#### [Exercise]
Every line below that holds the string "using" should be copied.

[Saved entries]
══════════════════════════════

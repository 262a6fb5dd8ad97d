use serde::Deserialize;
use std::env;
use std::fs;
use std::path::Path;

/// Lowest PBKDF2 iteration count accepted for key derivation
pub const MIN_KDF_ITERATIONS: u32 = 100_000;

/// Shortest accepted HS256 secret, in bytes
pub const MIN_JWT_SECRET_LEN: usize = 32;

/// Placeholder shipped in sample configs; never valid as a signing key
const PLACEHOLDER_JWT_SECRET: &str = "change-me-in-production";

/// Application configuration
#[derive(Debug, Clone, Deserialize, Default)]
pub struct Config {
    #[serde(default)]
    pub server: ServerConfig,
    #[serde(default)]
    pub database: DatabaseConfig,
    #[serde(default)]
    pub storage: StorageConfig,
    #[serde(default)]
    pub encryption: EncryptionConfig,
    #[serde(default)]
    pub auth: AuthConfig,
    #[serde(default)]
    pub maintenance: MaintenanceConfig,
}

#[derive(Debug, Clone, Deserialize)]
pub struct ServerConfig {
    #[serde(default = "default_host")]
    pub host: String,
    #[serde(default = "default_port")]
    pub port: u16,
}

#[derive(Debug, Clone, Deserialize)]
pub struct DatabaseConfig {
    #[serde(default = "default_db_path")]
    pub path: String,
}

/// Storage backend variant
#[derive(Debug, Clone, Copy, PartialEq, Eq, Deserialize)]
#[serde(rename_all = "lowercase")]
pub enum BackendKind {
    Local,
    Memory,
}

impl BackendKind {
    pub fn from_str(s: &str) -> Option<Self> {
        match s.trim().to_lowercase().as_str() {
            "local" => Some(BackendKind::Local),
            "memory" => Some(BackendKind::Memory),
            _ => None,
        }
    }
}

#[derive(Debug, Clone, Deserialize)]
pub struct StorageConfig {
    #[serde(default = "default_backend")]
    pub backend: BackendKind,
    #[serde(default = "default_local_path")]
    pub local_path: String,
    #[serde(default = "default_max_file_size")]
    pub max_file_size: u64,
}

#[derive(Debug, Clone, Deserialize)]
pub struct EncryptionConfig {
    /// Secret stretched into per-payload keys. Empty means "generate and persist".
    #[serde(default)]
    pub secret: String,
    #[serde(default = "default_kdf_iterations")]
    pub kdf_iterations: u32,
}

#[derive(Debug, Clone, Deserialize, Default)]
pub struct AuthConfig {
    /// HS256 secret shared with the identity service that issues bearer tokens.
    /// There is no default: tokens come from elsewhere, so a generated secret
    /// could never verify them.
    #[serde(default)]
    pub jwt_secret: String,
}

#[derive(Debug, Clone, Deserialize)]
pub struct MaintenanceConfig {
    /// Seconds between sweeps; 0 disables the sweep
    #[serde(default = "default_sweep_interval")]
    pub sweep_interval_secs: u64,
    /// Stored objects younger than this are never treated as orphans
    #[serde(default = "default_orphan_grace")]
    pub orphan_grace_secs: u64,
}

// Default values
fn default_host() -> String {
    "0.0.0.0".to_string()
}

fn default_port() -> u16 {
    8000
}

fn default_db_path() -> String {
    "data/secureshare.db".to_string()
}

fn default_backend() -> BackendKind {
    BackendKind::Local
}

fn default_local_path() -> String {
    "data/uploads".to_string()
}

fn default_max_file_size() -> u64 {
    100 * 1024 * 1024 // 100MB
}

fn default_kdf_iterations() -> u32 {
    MIN_KDF_ITERATIONS
}

fn default_sweep_interval() -> u64 {
    3600
}

fn default_orphan_grace() -> u64 {
    3600
}

impl Default for ServerConfig {
    fn default() -> Self {
        Self {
            host: default_host(),
            port: default_port(),
        }
    }
}

impl Default for DatabaseConfig {
    fn default() -> Self {
        Self {
            path: default_db_path(),
        }
    }
}

impl Default for StorageConfig {
    fn default() -> Self {
        Self {
            backend: default_backend(),
            local_path: default_local_path(),
            max_file_size: default_max_file_size(),
        }
    }
}

impl Default for EncryptionConfig {
    fn default() -> Self {
        Self {
            secret: String::new(),
            kdf_iterations: default_kdf_iterations(),
        }
    }
}

impl Default for MaintenanceConfig {
    fn default() -> Self {
        Self {
            sweep_interval_secs: default_sweep_interval(),
            orphan_grace_secs: default_orphan_grace(),
        }
    }
}

impl Config {
    /// Load configuration from file and environment variables
    pub fn load() -> anyhow::Result<Self> {
        let mut config = Self::load_from_file()?;
        config.apply_env_overrides();
        config.enforce_kdf_floor();
        config.ensure_directories()?;
        config.ensure_encryption_secret()?;
        config.check_jwt_secret()?;
        tracing::info!(
            backend = ?config.storage.backend,
            max_file_size = config.storage.max_file_size,
            kdf_iterations = config.encryption.kdf_iterations,
            "Storage configuration"
        );
        Ok(config)
    }

    /// Parse a TOML document, falling back to defaults for missing keys
    pub fn from_toml(content: &str) -> anyhow::Result<Self> {
        let mut config: Config = toml::from_str(content)?;
        config.enforce_kdf_floor();
        Ok(config)
    }

    /// Ensure the encryption secret is set and persisted
    fn ensure_encryption_secret(&mut self) -> anyhow::Result<()> {
        if !self.encryption.secret.is_empty() {
            return Ok(());
        }

        let secret_path = Path::new("data/.encryption_secret");

        if secret_path.exists() {
            let secret = fs::read_to_string(secret_path)?;
            self.encryption.secret = secret.trim().to_string();
            tracing::info!("Loaded persisted encryption secret from data/.encryption_secret");
        } else {
            // Losing this file makes every stored payload unreadable
            let secret = format!(
                "{}{}",
                uuid::Uuid::new_v4().simple(),
                uuid::Uuid::new_v4().simple()
            );

            if let Some(parent) = secret_path.parent() {
                fs::create_dir_all(parent)?;
            }

            fs::write(secret_path, &secret)?;
            self.encryption.secret = secret;
            tracing::info!(
                "Generated and persisted new encryption secret to data/.encryption_secret"
            );
        }
        Ok(())
    }

    /// Load configuration from config.toml
    fn load_from_file() -> anyhow::Result<Self> {
        let config_paths = ["config.toml", "data/config.toml"];

        for path in config_paths {
            if Path::new(path).exists() {
                let content = fs::read_to_string(path)?;
                let config = Self::from_toml(&content)?;
                tracing::info!("Loaded configuration from {}", path);
                return Ok(config);
            }
        }

        tracing::info!("No configuration file found, using defaults");
        Ok(Config::default())
    }

    /// Apply environment variable overrides
    /// Format: SS_CONF_<SECTION>_<KEY>
    fn apply_env_overrides(&mut self) {
        self.apply_overrides(|key| env::var(key).ok());
    }

    fn apply_overrides(&mut self, lookup: impl Fn(&str) -> Option<String>) {
        // Server overrides
        if let Some(val) = lookup("SS_CONF_SERVER_HOST") {
            self.server.host = val;
        }
        if let Some(port) = lookup("SS_CONF_SERVER_PORT").and_then(|v| v.parse().ok()) {
            self.server.port = port;
        }

        // Database overrides
        if let Some(val) = lookup("SS_CONF_DATABASE_PATH") {
            self.database.path = val;
        }

        // Storage overrides
        if let Some(val) = lookup("SS_CONF_STORAGE_BACKEND") {
            match BackendKind::from_str(&val) {
                Some(kind) => self.storage.backend = kind,
                None => tracing::warn!("Ignoring unknown storage backend '{}'", val),
            }
        }
        if let Some(val) = lookup("SS_CONF_STORAGE_LOCAL_PATH") {
            self.storage.local_path = val;
        }
        if let Some(size) = lookup("SS_CONF_STORAGE_MAX_FILE_SIZE").and_then(|v| v.parse().ok()) {
            self.storage.max_file_size = size;
        }

        // Encryption overrides
        if let Some(val) = lookup("SS_CONF_ENCRYPTION_SECRET") {
            self.encryption.secret = val;
        }
        if let Some(n) = lookup("SS_CONF_ENCRYPTION_KDF_ITERATIONS").and_then(|v| v.parse().ok()) {
            self.encryption.kdf_iterations = n;
        }

        // Auth overrides
        if let Some(val) = lookup("SS_CONF_AUTH_JWT_SECRET") {
            self.auth.jwt_secret = val;
        }

        // Maintenance overrides
        if let Some(secs) =
            lookup("SS_CONF_MAINTENANCE_SWEEP_INTERVAL").and_then(|v| v.parse().ok())
        {
            self.maintenance.sweep_interval_secs = secs;
        }
        if let Some(secs) =
            lookup("SS_CONF_MAINTENANCE_ORPHAN_GRACE").and_then(|v| v.parse().ok())
        {
            self.maintenance.orphan_grace_secs = secs;
        }
    }

    /// Refuse to serve with a missing, placeholder or short token secret
    fn check_jwt_secret(&self) -> anyhow::Result<()> {
        let secret = self.auth.jwt_secret.trim();
        if secret.is_empty() {
            anyhow::bail!("auth.jwt_secret is not set; set SS_CONF_AUTH_JWT_SECRET");
        }
        if secret == PLACEHOLDER_JWT_SECRET {
            anyhow::bail!("auth.jwt_secret is still the placeholder value");
        }
        if secret.len() < MIN_JWT_SECRET_LEN {
            anyhow::bail!(
                "auth.jwt_secret must be at least {} bytes",
                MIN_JWT_SECRET_LEN
            );
        }
        Ok(())
    }

    fn enforce_kdf_floor(&mut self) {
        if self.encryption.kdf_iterations < MIN_KDF_ITERATIONS {
            tracing::warn!(
                "encryption.kdf_iterations={} is below the minimum, using {}",
                self.encryption.kdf_iterations,
                MIN_KDF_ITERATIONS
            );
            self.encryption.kdf_iterations = MIN_KDF_ITERATIONS;
        }
    }

    /// Ensure required directories exist
    fn ensure_directories(&self) -> anyhow::Result<()> {
        if let Some(parent) = Path::new(&self.database.path).parent() {
            fs::create_dir_all(parent)?;
        }

        if self.storage.backend == BackendKind::Local {
            fs::create_dir_all(&self.storage.local_path)?;
        }

        Ok(())
    }
}

#[cfg(test)]
mod tests {
    use super::*;
    use std::collections::HashMap;

    #[test]
    fn defaults_are_sane() {
        let config = Config::default();
        assert_eq!(config.storage.backend, BackendKind::Local);
        assert_eq!(config.storage.max_file_size, 100 * 1024 * 1024);
        assert_eq!(config.encryption.kdf_iterations, MIN_KDF_ITERATIONS);
    }

    #[test]
    fn toml_sections_are_parsed() {
        let config = Config::from_toml(
            r#"
            [server]
            port = 9000

            [storage]
            backend = "memory"
            max_file_size = 1024

            [encryption]
            secret = "s3cret"
            kdf_iterations = 10
            "#,
        )
        .unwrap();

        assert_eq!(config.server.port, 9000);
        assert_eq!(config.server.host, "0.0.0.0");
        assert_eq!(config.storage.backend, BackendKind::Memory);
        assert_eq!(config.storage.max_file_size, 1024);
        assert_eq!(config.encryption.secret, "s3cret");
        // Raised to the floor
        assert_eq!(config.encryption.kdf_iterations, MIN_KDF_ITERATIONS);
    }

    #[test]
    fn jwt_secret_must_be_configured() {
        let mut config = Config::default();
        assert!(config.auth.jwt_secret.is_empty());
        assert!(config.check_jwt_secret().is_err());

        for weak in ["   ", PLACEHOLDER_JWT_SECRET, "short-secret"] {
            config.auth.jwt_secret = weak.to_string();
            assert!(config.check_jwt_secret().is_err(), "accepted {:?}", weak);
        }

        config.apply_overrides(|k| {
            (k == "SS_CONF_AUTH_JWT_SECRET").then(|| "k".repeat(MIN_JWT_SECRET_LEN))
        });
        assert!(config.check_jwt_secret().is_ok());
    }

    #[test]
    fn jwt_secret_from_toml() {
        let config = Config::from_toml(
            r#"
            [auth]
            jwt_secret = "0123456789abcdef0123456789abcdef"
            "#,
        )
        .unwrap();
        assert!(config.check_jwt_secret().is_ok());
        assert!(Config::from_toml("").unwrap().check_jwt_secret().is_err());
    }

    #[test]
    fn env_overrides_win() {
        let vars: HashMap<&str, &str> = [
            ("SS_CONF_STORAGE_BACKEND", "Memory"),
            ("SS_CONF_STORAGE_MAX_FILE_SIZE", "42"),
            ("SS_CONF_SERVER_PORT", "not-a-port"),
            ("SS_CONF_MAINTENANCE_SWEEP_INTERVAL", "0"),
        ]
        .into_iter()
        .collect();

        let mut config = Config::default();
        config.apply_overrides(|k| vars.get(k).map(|v| v.to_string()));

        assert_eq!(config.storage.backend, BackendKind::Memory);
        assert_eq!(config.storage.max_file_size, 42);
        assert_eq!(config.server.port, 8000);
        assert_eq!(config.maintenance.sweep_interval_secs, 0);
    }
}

══════════════════════════════

#### [Result of this exercise]
        tracing::info!("No configuration file found, using defaults");
                "encryption.kdf_iterations={} is below the minimum, using {}",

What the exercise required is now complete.